Connecting Android to FreeBSD 11
I wanted to connect my Nexus 5 to my laptop running FreeBSD 11. My goal was to be able to move files from the phone to the laptop. I did not find clear instructions on how to make that work, so I will share what I did.
simple-mtpfs
First, each time I connect my phone to a computer, it gives me a notification that it is only enabled for changing. In order to enable file transfers, I click the notification and select “File transfer (MTP).”
I tried a fuse driver named mtpfs
but I was not able to make it work.
So then I installed simple-mtpfs
and got that working.
As root:
# pkg install fusefs-simple-mtpfs
Then I created a mount point for the Android file system:
# mkdir /mnt/android
# chown user:user /mnt/android
where “user” is the name of the non-root user account I use.
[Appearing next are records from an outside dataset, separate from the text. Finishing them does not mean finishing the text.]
//! Annotation evaluation engine.
//!
//! # Overview
//!
//! A candidate annotation is scored against a reference annotation on five
//! dimensions, each by its own [`Scorer`](types::Scorer):
//!
//! | Dimension     | Scorer                                  | Compares                          |
//! |---------------|-----------------------------------------|-----------------------------------|
//! | characters    | [`character::CharacterScorer`]          | character names, aliases, archetypes |
//! | relationships | [`relationship::RelationshipScorer`]    | `(agent, target)` pairs and levels |
//! | sentiment     | [`sentiment::SentimentScorer`]          | sentiment labels and polarity      |
//! | action_layer  | [`action::ActionLayerScorer`]           | the five action fields             |
//! | text_span     | [`text_span::TextSpanScorer`]           | sentence boundaries and overlap    |
//!
//! The event-based scorers read one shared [`align::EventAlignment`]: each
//! candidate event is paired with at most one reference event by `id`, else by
//! `time_order`.
//!
//! # Incomplete references
//!
//! References are partially annotated. Every scorer routes blank-versus-filled
//! decisions through [`policy::classify`]: a candidate value where the
//! reference is blank is never penalized, and a dimension with no reference
//! data reports `reference_incomplete` and scores `None` rather than 0.
//!
//! # Example
//!
//! ```rust
//! use fabula::eval::prelude::*;
//! use fabula::{Character, Document};
//!
//! let reference = Document::new().with_characters(vec![
//!     Character::new("牛郎"),
//!     Character::new("织女"),
//!     Character::new("老牛"),
//! ]);
//! let candidate = Document::new().with_characters(vec![
//!     Character::new("牛郎"),
//!     Character::new("织女"),
//! ]);
//!
//! let result = CompositeEvaluator::default().evaluate(&candidate, &reference, None);
//! assert!((result.overall_score - 0.8).abs() < 1e-9);
//! assert_eq!(result.component(Dimension::Sentiment), None);
//! ```
//!
//! # Modules
//!
//! - Building blocks: [`metrics`], [`policy`], [`matcher`], [`align`], [`segmentation`]
//! - Scorers: [`character`], [`relationship`], [`sentiment`], [`action`], [`text_span`]
//! - Aggregation: [`composite`], [`corpus`]
//! - Output and checks: [`report`], [`validation`]

pub mod action;
pub mod align;
pub mod character;
pub mod composite;
pub mod corpus;
pub mod matcher;
pub mod metrics;
pub mod policy;
pub mod prelude;
pub mod relationship;
pub mod report;
pub mod segmentation;
pub mod sentiment;
pub mod text_span;
pub mod types;
pub mod validation;

pub use composite::{CompositeEvaluator, CompositeResult};
pub use corpus::{evaluate_corpus, BatchReport, CorpusItem, CorpusSummary};
pub use types::{Dimension, DimensionResult, Scorer, ScoringInput};
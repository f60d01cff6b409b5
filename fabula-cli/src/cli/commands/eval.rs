//! Eval command - Evaluate one candidate against a reference

use clap::Parser;
use std::path::PathBuf;

use fabula::eval::report::{render_json, render_markdown};
use fabula::eval::CompositeEvaluator;

use super::super::output::{color, log_info, render_human, write_output};
use super::super::parser::OutputFormat;
use super::super::utils::{load_config, read_document, read_text};

/// Evaluate one candidate document against a reference
#[derive(Parser, Debug)]
pub struct EvalArgs {
    /// Candidate annotation (JSON v3)
    #[arg(short, long, value_name = "PATH")]
    pub candidate: PathBuf,

    /// Reference annotation (JSON v3)
    #[arg(short, long, value_name = "PATH")]
    pub reference: PathBuf,

    /// Raw story text; overrides text embedded in the documents
    #[arg(short, long, value_name = "PATH")]
    pub text: Option<PathBuf>,

    /// Configuration file (TOML)
    #[arg(long, value_name = "PATH")]
    pub config: Option<PathBuf>,

    /// Sentence-boundary tolerance; overrides the configuration
    #[arg(long, value_name = "N")]
    pub tolerance: Option<usize>,

    /// Output format
    #[arg(short, long, value_enum, default_value = "human")]
    pub format: OutputFormat,

    /// Write the report to a file instead of stdout
    #[arg(short, long, value_name = "PATH")]
    pub output: Option<PathBuf>,

    /// Fail if any scorer fails instead of reporting it
    #[arg(long)]
    pub strict: bool,

    /// Suppress status messages
    #[arg(short, long)]
    pub quiet: bool,
}

pub fn run(args: EvalArgs) -> Result<(), String> {
    let config = load_config(args.config.as_deref(), args.tolerance)?;
    let candidate = read_document(&args.candidate)?;
    let reference = read_document(&args.reference)?;
    let text = args.text.as_deref().map(read_text).transpose()?;

    let evaluator = CompositeEvaluator::new(config);
    let result = if args.strict {
        evaluator
            .evaluate_strict(&candidate, &reference, text.as_deref())
            .map_err(|e| e.to_string())?
    } else {
        evaluator.evaluate(&candidate, &reference, text.as_deref())
    };

    for (dimension, error) in result.failures() {
        log_info(
            &format!("{} {} not scored: {}", color("33", "warn"), dimension, error),
            args.quiet,
        );
    }

    let content = match args.format {
        OutputFormat::Human => render_human(&result),
        OutputFormat::Markdown => render_markdown(&result),
        OutputFormat::Json => {
            let mut json = render_json(&result).map_err(|e| e.to_string())?;
            json.push('\n');
            json
        }
    };
    write_output(&content, args.output.as_deref())?;

    if let Some(path) = &args.output {
        log_info(
            &format!("{} Wrote report to {}", color("32", "ok:"), path.display()),
            args.quiet,
        );
    }
    Ok(())
}
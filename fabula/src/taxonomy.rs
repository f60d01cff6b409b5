//! Label vocabularies.
//!
//! Taxonomy files are JSON of any shape. Every string leaf and every object
//! key becomes a vocabulary entry, so both a flat list and a nested
//! category tree work:
//!
//! ```json
//! {"Physical & Conflict": ["attack", "defend"], "Social": {"greet": "..."}}
//! ```
//!
//! Vocabularies are only consulted by validation. Scoring never needs them.

use crate::config::TaxonomyPaths;
use crate::{Error, Result};
use serde_json::Value;
use std::collections::BTreeSet;
use std::path::Path;

/// A set of known labels, compared case-insensitively.
#[derive(Debug, Clone, Default, PartialEq, Eq)]
pub struct Vocabulary {
    entries: BTreeSet<String>,
}

fn normalize(label: &str) -> String {
    label.trim().to_lowercase()
}

fn collect(value: &Value, out: &mut BTreeSet<String>) {
    match value {
        Value::String(s) => {
            let s = normalize(s);
            if !s.is_empty() {
                out.insert(s);
            }
        }
        Value::Array(items) => items.iter().for_each(|v| collect(v, out)),
        Value::Object(map) => {
            for (key, v) in map {
                let key = normalize(key);
                if !key.is_empty() {
                    out.insert(key);
                }
                collect(v, out);
            }
        }
        Value::Null | Value::Bool(_) | Value::Number(_) => {}
    }
}

impl Vocabulary {
    /// Build from explicit labels.
    pub fn from_labels<I, S>(labels: I) -> Self
    where
        I: IntoIterator<Item = S>,
        S: AsRef<str>,
    {
        Self {
            entries: labels
                .into_iter()
                .map(|l| normalize(l.as_ref()))
                .filter(|l| !l.is_empty())
                .collect(),
        }
    }

    /// Build from a parsed taxonomy document.
    #[must_use]
    pub fn from_value(value: &Value) -> Self {
        let mut entries = BTreeSet::new();
        collect(value, &mut entries);
        Self { entries }
    }

    /// Read a taxonomy file.
    pub fn from_path(path: impl AsRef<Path>) -> Result<Self> {
        let path = path.as_ref();
        let text = std::fs::read_to_string(path).map_err(|e| {
            Error::config(format!("cannot read taxonomy {}: {}", path.display(), e))
        })?;
        let value: Value = serde_json::from_str(&text).map_err(|e| {
            Error::config(format!("taxonomy {} is not valid JSON: {}", path.display(), e))
        })?;
        let vocabulary = Self::from_value(&value);
        log::debug!(
            "loaded {} taxonomy entries from {}",
            vocabulary.len(),
            path.display()
        );
        Ok(vocabulary)
    }

    /// Whether `label` is known.
    #[must_use]
    pub fn contains(&self, label: &str) -> bool {
        self.entries.contains(&normalize(label))
    }

    /// Number of entries.
    #[must_use]
    pub fn len(&self) -> usize {
        self.entries.len()
    }

    /// True when empty.
    #[must_use]
    pub fn is_empty(&self) -> bool {
        self.entries.is_empty()
    }
}

/// The four optional vocabularies.
#[derive(Debug, Clone, Default, PartialEq, Eq)]
pub struct Taxonomies {
    /// Character archetypes.
    pub characters: Option<Vocabulary>,
    /// Relationship classes.
    pub relationships: Option<Vocabulary>,
    /// Sentiment labels.
    pub sentiment: Option<Vocabulary>,
    /// Action layer values.
    pub action: Option<Vocabulary>,
}

impl Taxonomies {
    /// Load every configured file. Unconfigured vocabularies stay `None`.
    pub fn load(paths: &TaxonomyPaths) -> Result<Self> {
        let load = |p: &Option<std::path::PathBuf>| p.as_ref().map(Vocabulary::from_path).transpose();
        Ok(Self {
            characters: load(&paths.characters)?,
            relationships: load(&paths.relationships)?,
            sentiment: load(&paths.sentiment)?,
            action: load(&paths.action)?,
        })
    }

    /// True when no vocabulary is loaded.
    #[must_use]
    pub fn is_empty(&self) -> bool {
        self.characters.is_none()
            && self.relationships.is_none()
            && self.sentiment.is_none()
            && self.action.is_none()
    }
}

#[cfg(test)]
mod tests {
    use super::*;
    use serde_json::json;

    #[test]
    fn test_nested_keys_and_leaves() {
        let vocab = Vocabulary::from_value(&json!({
            "Physical & Conflict": ["attack", "Defend"],
            "Social": {"greet": {"description": 3}},
            "ignored": [1, true, null]
        }));
        for label in ["physical & conflict", "ATTACK", "defend", "social", "greet", "description", "ignored"] {
            assert!(vocab.contains(label), "missing {}", label);
        }
        assert!(!vocab.contains("flee"));
    }

    #[test]
    fn test_flat_list() {
        let vocab = Vocabulary::from_value(&json!(["romantic", " hostile ", ""]));
        assert_eq!(vocab.len(), 2);
        assert!(vocab.contains("Hostile"));
    }

    #[test]
    fn test_unconfigured_is_none() {
        let taxonomies = Taxonomies::load(&TaxonomyPaths::default()).unwrap();
        assert!(taxonomies.is_empty());
    }

    #[test]
    fn test_missing_file_is_config_error() {
        let paths = TaxonomyPaths {
            sentiment: Some("/nonexistent/sentiment.json".into()),
            ..TaxonomyPaths::default()
        };
        assert!(matches!(Taxonomies::load(&paths), Err(Error::Config(_))));
    }
}
//! # fabula
//!
//! Evaluation of structured narrative annotations ("JSON v3" story
//! documents) against human-authored references.
//!
//! - **Evaluation**: event alignment, five dimension scorers and a composite
//!   score that discounts incomplete references ([`eval`])
//! - **Configuration**: explicit [`EvalConfig`] with TOML loading ([`config`])
//! - **Taxonomies**: optional label vocabularies for validation ([`taxonomy`])
//!
//! Document types and the error type live in `fabula-core` and are re-exported
//! here.
//!
//! # Feature flags
//!
//! | Feature    | Effect                                          |
//! |------------|-------------------------------------------------|
//! | `parallel` | evaluate corpus documents on the rayon thread pool |

#![warn(missing_docs)]

pub mod config;
pub mod eval;
pub mod taxonomy;

pub use config::{EvalConfig, EvalConfigBuilder, TaxonomyPaths};
pub use fabula_core::{
    split_aliases, ActionField, ActionLayer, Character, Document, Error, NarrativeEvent,
    Relationship, Result, SourceInfo, TextSpan,
};
pub use taxonomy::{Taxonomies, Vocabulary};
Then I added a line to /boot/loader.conf
to allow the OS to use fuse file systems:
fuse_load="YES"
Then I added a line to /etc/sysctl.conf
vfs.usermount=1
At this point I restarted the system.
In order to browse the connected Android phone filesystem as “user”, I need to mount it as root. This is inconvenient: I want to be able to mount it as “user”. But I can’t figure out how to do that.
Be sure you phone is connected and you allowed file transfers. Then as root:
# simple-mtpfs /mnt/android -o allow_other
Now, as “user” I can use /mnt/android
as any other file system.
KDE Connect
I also installed and played with KDE Connect.
This is interesting, and most features seemed to work, but I could not get its remote file system browsing over Wi-Fi to function.
I installed sshfs
because it complained that it was missing, but that did not help.
Since the thing I want most from this is the remote file browsing, I probably won’t ever use KDE Connect.